Chloramine-T-Enabled Mass Spectrometric Analysis of C=C Isomers of Unsaturated Fatty Acids and Phosphatidylcholines in Human Thyroids

Specific locations of carbon-carbon double bonds (C=C) in lipids often play an essential role in biological processes, and there has been a booming development in C=C composition analysis by mass spectrometry. However, a universal derivatization and fragmentation pattern for the annotation of C= C positions in lipids is still challenging and attractive. To expand this field in lipidomics, a flexible and convenient N-tosylaziridination method was developed, with high derivatization efficiency, sensitivity, and specificity.
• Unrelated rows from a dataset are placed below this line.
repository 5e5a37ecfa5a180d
//! Normalizes prefixed text messages and slash-command interactions into [`Command`]s.

use std::collections::HashMap;

use crate::command::{Command, ShortcutCommand, WorkflowRef, DEFAULT_GIT_REF};
use crate::envelope::{EnvelopeKind, EnvelopeLine, ResponseEnvelope};
use crate::error::UsageError;

pub const DEFAULT_COMMAND_PREFIX: &str = "!gh";
pub const HELP_TITLE: &str = "GitHub Actions Discord Bot Help";

#[derive(Debug, Clone, PartialEq, Eq)]
/// Outcome of parsing a message that carried the trigger prefix.
pub enum ParsedTextCommand {
    Command(Command),
    Help,
    Invalid(UsageError),
}

#[derive(Debug, Clone, PartialEq, Eq)]
struct TextCommandEnvelope<'a> {
    command: &'a str,
    args: Vec<&'a str>,
}

fn parse_text_command_envelope<'a>(body: &'a str, prefix: &str) -> Option<TextCommandEnvelope<'a>> {
    let mut pieces = body.split_whitespace();
    if pieces.next()? != prefix {
        return None;
    }
    let command = pieces.next().unwrap_or_default();
    Some(TextCommandEnvelope {
        command,
        args: pieces.collect(),
    })
}

pub fn text_command_usage(prefix: &str, command: &str) -> String {
    match command {
        "workflows" => format!("Usage: `{prefix} workflows <owner> <repo>`"),
        "run" => format!("Usage: `{prefix} run <owner> <repo> <workflow_id> [ref]`"),
        "status" => format!("Usage: `{prefix} status <owner> <repo> [workflow_id]`"),
        "logs" => format!("Usage: `{prefix} logs <owner> <repo> <run_id>`"),
        _ => help_text_commands(prefix),
    }
}

fn help_text_commands(prefix: &str) -> String {
    [
        format!("`{prefix} workflows <owner> <repo>` - List workflows"),
        format!("`{prefix} run <owner> <repo> <workflow_id> [ref]` - Run workflow"),
        format!("`{prefix} status <owner> <repo> [workflow_id]` - Get workflow status"),
        format!("`{prefix} logs <owner> <repo> <run_id>` - Get workflow logs"),
    ]
    .join("\n")
}

fn help_slash_commands() -> String {
    ShortcutCommand::ALL
        .iter()
        .map(|shortcut| format!("`/{}` - {}", shortcut.name(), shortcut.description()))
        .collect::<Vec<_>>()
        .join("\n")
}

/// Info envelope listing both command surfaces.
pub fn help_envelope(prefix: &str) -> ResponseEnvelope {
    ResponseEnvelope::new(EnvelopeKind::Info, HELP_TITLE)
        .with_line(EnvelopeLine::new("Text Commands", help_text_commands(prefix)))
        .with_line(EnvelopeLine::new("Slash Commands", help_slash_commands()))
}

/// Parses a chat message. Returns `None` when the first token is not `prefix`.
pub fn parse_text_command(body: &str, prefix: &str) -> Option<ParsedTextCommand> {
    let envelope = parse_text_command_envelope(body, prefix)?;
    let parsed = match envelope.command {
        "" => ParsedTextCommand::Help,
        "workflows" | "run" | "status" | "logs" => {
            match parse_sub_command(prefix, envelope.command, &envelope.args) {
                Ok(command) => ParsedTextCommand::Command(command),
                Err(error) => ParsedTextCommand::Invalid(error),
            }
        }
        _ => ParsedTextCommand::Help,
    };
    Some(parsed)
}

fn parse_sub_command(prefix: &str, command: &str, args: &[&str]) -> Result<Command, UsageError> {
    let usage = || UsageError::new(text_command_usage(prefix, command));
    let (owner, repo) = match args {
        [owner, repo, ..] => (owner.to_string(), repo.to_string()),
        _ => return Err(usage()),
    };
    let rest = &args[2..];
    match command {
        "workflows" => Ok(Command::ListWorkflows { owner, repo }),
        "run" => {
            let raw_id = rest.first().ok_or_else(usage)?;
            let workflow_id = parse_positive_id(prefix, command, "workflow ID", raw_id)?;
            let git_ref = rest
                .get(1)
                .map(|value| value.to_string())
                .unwrap_or_else(|| DEFAULT_GIT_REF.to_string());
            Ok(Command::RunWorkflow {
                owner,
                repo,
                workflow: WorkflowRef::ById(workflow_id),
                git_ref,
            })
        }
        "status" => {
            let workflow = rest
                .first()
                .map(|raw_id| parse_positive_id(prefix, command, "workflow ID", raw_id))
                .transpose()?
                .map(WorkflowRef::ById);
            Ok(Command::Status {
                owner,
                repo,
                workflow,
            })
        }
        "logs" => {
            let raw_id = rest.first().ok_or_else(usage)?;
            let run_id = parse_positive_id(prefix, command, "run ID", raw_id)?;
            Ok(Command::Logs {
                owner,
                repo,
                run_id,
            })
        }
        _ => Err(UsageError::new(help_text_commands(prefix))),
    }
}

fn parse_positive_id(
    prefix: &str,
    command: &str,
    label: &str,
    raw: &str,
) -> Result<i64, UsageError> {
    match raw.parse::<i64>() {
        Ok(value) if value > 0 => Ok(value),
        _ => Err(UsageError::new(format!(
            "Invalid {label} `{raw}`.\n{}",
            text_command_usage(prefix, command)
        ))),
    }
}

fn structured_command_usage(name: &str) -> String {
    format!("Usage: `/{name} owner:<owner> repo:<repo>`")
}

/// Parses a slash-command interaction. `owner` and `repo` must be present and non-empty.
pub fn parse_structured_command(
    name: &str,
    arguments: &HashMap<String, String>,
) -> Result<Command, UsageError> {
    let shortcut = ShortcutCommand::from_name(name).ok_or_else(|| {
        UsageError::new(format!(
            "Unknown command `/{}`.\n{}",
            name.trim(),
            help_slash_commands()
        ))
    })?;
    let required = |key: &str| {
        arguments
            .get(key)
            .map(|value| value.trim())
            .filter(|value| !value.is_empty())
            .map(str::to_string)
            .ok_or_else(|| UsageError::new(structured_command_usage(shortcut.name())))
    };
    Ok(Command::ShortcutRun {
        owner: required("owner")?,
        repo: required("repo")?,
        shortcut,
    })
}
use gha_relay_core::CiProviderError;

/// Truncates `text` to at most `max_chars` characters, appending an ellipsis when cut.
pub fn truncate_for_error(text: &str, max_chars: usize) -> String {
    let trimmed = text.trim();
    if trimmed.chars().count() <= max_chars {
        return trimmed.to_string();
    }
    let mut truncated = trimmed.chars().take(max_chars).collect::<String>();
    truncated.push_str("...");
    truncated
}

pub(crate) fn transport_error(operation: &str, error: &reqwest::Error) -> CiProviderError {
    if error.is_timeout() {
        return CiProviderError::timeout(format!("github api {operation} timed out"));
    }
    CiProviderError::request(format!("github api {operation} request failed: {error}"))
}

pub(crate) fn status_error(
    operation: &str,
    resource: impl FnOnce() -> String,
    status: u16,
    body: &str,
) -> CiProviderError {
    if status == 404 {
        return CiProviderError::NotFound {
            resource: resource(),
        };
    }
    CiProviderError::request(format!(
        "github api {operation} failed with status {status}: {}",
        truncate_for_error(body, 800)
    ))
}
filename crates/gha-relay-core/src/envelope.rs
//! Surface-independent response representation produced once per command.

#[derive(Debug, Clone, Copy, PartialEq, Eq)]
pub enum EnvelopeKind {
    Info,
    Success,
    Error,
}

#[derive(Debug, Clone, Copy, PartialEq, Eq)]
/// Coarse outcome of one workflow run, derived from `(status, conclusion)`.
pub enum RunClassification {
    Pending,
    Success,
    Failure,
}

impl RunClassification {
    pub fn classify(status: &str, conclusion: Option<&str>) -> Self {
        if status != "completed" {
            return Self::Pending;
        }
        match conclusion {
            Some("success") => Self::Success,
            _ => Self::Failure,
        }
    }

    pub fn marker(self) -> &'static str {
        match self {
            Self::Pending => "🟡",
            Self::Success => "🟢",
            Self::Failure => "🔴",
        }
    }
}

#[derive(Debug, Clone, PartialEq, Eq)]
pub struct EnvelopeLine {
    pub heading: String,
    pub detail: String,
    pub classification: Option<RunClassification>,
}

impl EnvelopeLine {
    pub fn new(heading: impl Into<String>, detail: impl Into<String>) -> Self {
        Self {
            heading: heading.into(),
            detail: detail.into(),
            classification: None,
        }
    }

    pub fn classified(mut self, classification: RunClassification) -> Self {
        self.classification = Some(classification);
        self
    }
}

#[derive(Debug, Clone, PartialEq, Eq)]
pub struct ResponseEnvelope {
    pub kind: EnvelopeKind,
    pub title: String,
    pub description: Option<String>,
    pub lines: Vec<EnvelopeLine>,
}

impl ResponseEnvelope {
    pub fn new(kind: EnvelopeKind, title: impl Into<String>) -> Self {
        Self {
            kind,
            title: title.into(),
            description: None,
            lines: Vec::new(),
        }
    }

    pub fn error(title: impl Into<String>, message: impl Into<String>) -> Self {
        Self::new(EnvelopeKind::Error, title).with_description(message)
    }

    pub fn with_description(mut self, description: impl Into<String>) -> Self {
        self.description = Some(description.into());
        self
    }

    pub fn with_line(mut self, line: EnvelopeLine) -> Self {
        self.lines.push(line);
        self
    }

    pub fn is_error(&self) -> bool {
        self.kind == EnvelopeKind::Error
    }
}
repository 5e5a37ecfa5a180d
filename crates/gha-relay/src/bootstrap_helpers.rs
use tracing::level_filters::LevelFilter;
use tracing_subscriber::EnvFilter;

pub(crate) fn init_tracing() {
    let env_filter = EnvFilter::builder()
        .with_default_directive(LevelFilter::INFO.into())
        .from_env_lossy();

    tracing_subscriber::fmt()
        .with_env_filter(env_filter)
        .with_target(false)
        .compact()
        .init();
}
//! Event output for external integrations.
//!
//! Events are emitted as JSON lines to stdout or a configured file.

use std::io::Write;
use std::path::{Path, PathBuf};

use chrono::{DateTime, Utc};
use serde::Serialize;

use crate::error::{Error, Result};
use crate::notifications::NotificationEntry;
use crate::push::PushEventKind;

pub const EVENT_SCHEMA_VERSION: &str = "tasksync.event.v1";

#[derive(Debug, Clone)]
pub enum EventDestination {
    Stdout,
    File(PathBuf),
}

impl EventDestination {
    pub fn parse(raw: Option<&str>) -> Option<Self> {
        raw.and_then(|value| {
            let trimmed = value.trim();
            if trimmed.is_empty() {
                return None;
            }
            if trimmed == "-" {
                return Some(EventDestination::Stdout);
            }
            Some(EventDestination::File(PathBuf::from(trimmed)))
        })
    }

    pub fn open(&self) -> Result<EventSink> {
        match self {
            EventDestination::Stdout => Ok(EventSink::stdout()),
            EventDestination::File(path) => EventSink::file(path),
        }
    }
}

/// High-level event kinds emitted by tasksync.
#[derive(Debug, Clone, Copy, PartialEq, Eq, Serialize)]
#[serde(rename_all = "snake_case")]
pub enum EventKind {
    SessionStarted,
    SessionEnded,
    TaskCreated,
    TaskUpdated,
    TaskDeleted,
}

/// A structured event with optional payload.
#[derive(Debug, Clone, Serialize)]
pub struct Event {
    pub schema_version: &'static str,
    pub event: EventKind,
    pub timestamp: DateTime<Utc>,
    #[serde(skip_serializing_if = "Option::is_none")]
    pub session: Option<String>,
    #[serde(skip_serializing_if = "Option::is_none")]
    pub data: Option<serde_json::Value>,
}

impl Event {
    /// Build a new event with an optional payload.
    pub fn new(event: EventKind, session: Option<String>) -> Self {
        Self {
            schema_version: EVENT_SCHEMA_VERSION,
            event,
            timestamp: Utc::now(),
            session,
            data: None,
        }
    }

    /// Attach a serializable payload to the event.
    pub fn with_data<T: Serialize>(mut self, data: T) -> Result<Self> {
        self.data = Some(serde_json::to_value(data)?);
        Ok(self)
    }

    /// Event describing a received notification.
    pub fn from_notification(entry: &NotificationEntry, session: Option<String>) -> Result<Self> {
        let kind = match entry.kind {
            PushEventKind::TaskCreated => EventKind::TaskCreated,
            PushEventKind::TaskUpdated => EventKind::TaskUpdated,
            PushEventKind::TaskDeleted => EventKind::TaskDeleted,
        };
        let mut event = Event::new(kind, session).with_data(entry)?;
        event.timestamp = entry.received_at;
        Ok(event)
    }
}

/// Event sink that writes JSONL output to a destination.
pub struct EventSink {
    writer: Box<dyn Write + Send>,
}

impl EventSink {
    /// Emit events to stdout.
    pub fn stdout() -> Self {
        Self {
            writer: Box::new(std::io::stdout()),
        }
    }

    /// Emit events to a file, creating it if necessary.
    pub fn file(path: &Path) -> Result<Self> {
        let file = std::fs::OpenOptions::new()
            .create(true)
            .append(true)
            .open(path)?;
        Ok(Self {
            writer: Box::new(file),
        })
    }

    /// Write a single event as JSONL.
    pub fn emit(&mut self, event: &Event) -> Result<()> {
        let serialized = serde_json::to_vec(event)?;
        self.writer.write_all(&serialized)?;
        self.writer.write_all(b"\n")?;
        self.writer.flush().map_err(Error::Io)?;
        Ok(())
    }
}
The derivatization was very fast (15 s), and C=C numbers as well as locations could be pinpointed specifically in tandem mass spectra. By qualitative and quantitative studies of paratumor and tumor thyroid tissues of human beings, the total content of unsaturated fatty acids was suggested to be increased in tumor tissues, and good correlations in and between lysophosphatidylcholines and phosphatidylcholines were revealed by Spearman analysis. Further studies of C=C isomers showed that n-6/n-3 ratios were closely associated with human thyroid tumorigenesis, and high ratios of n-6/n-3 isomers seemed to suffer a high risk of carcinogenesis. Other isomers were not very representative; however, C=C in n-9/n-7 could also be significant for oncology research. Generally, it is supposed that both total amounts and C=C isomer ratios were related to cancer, and Ntosylaziridine derivatization could provide an alternative strategy for the C=C isomer study of disease models.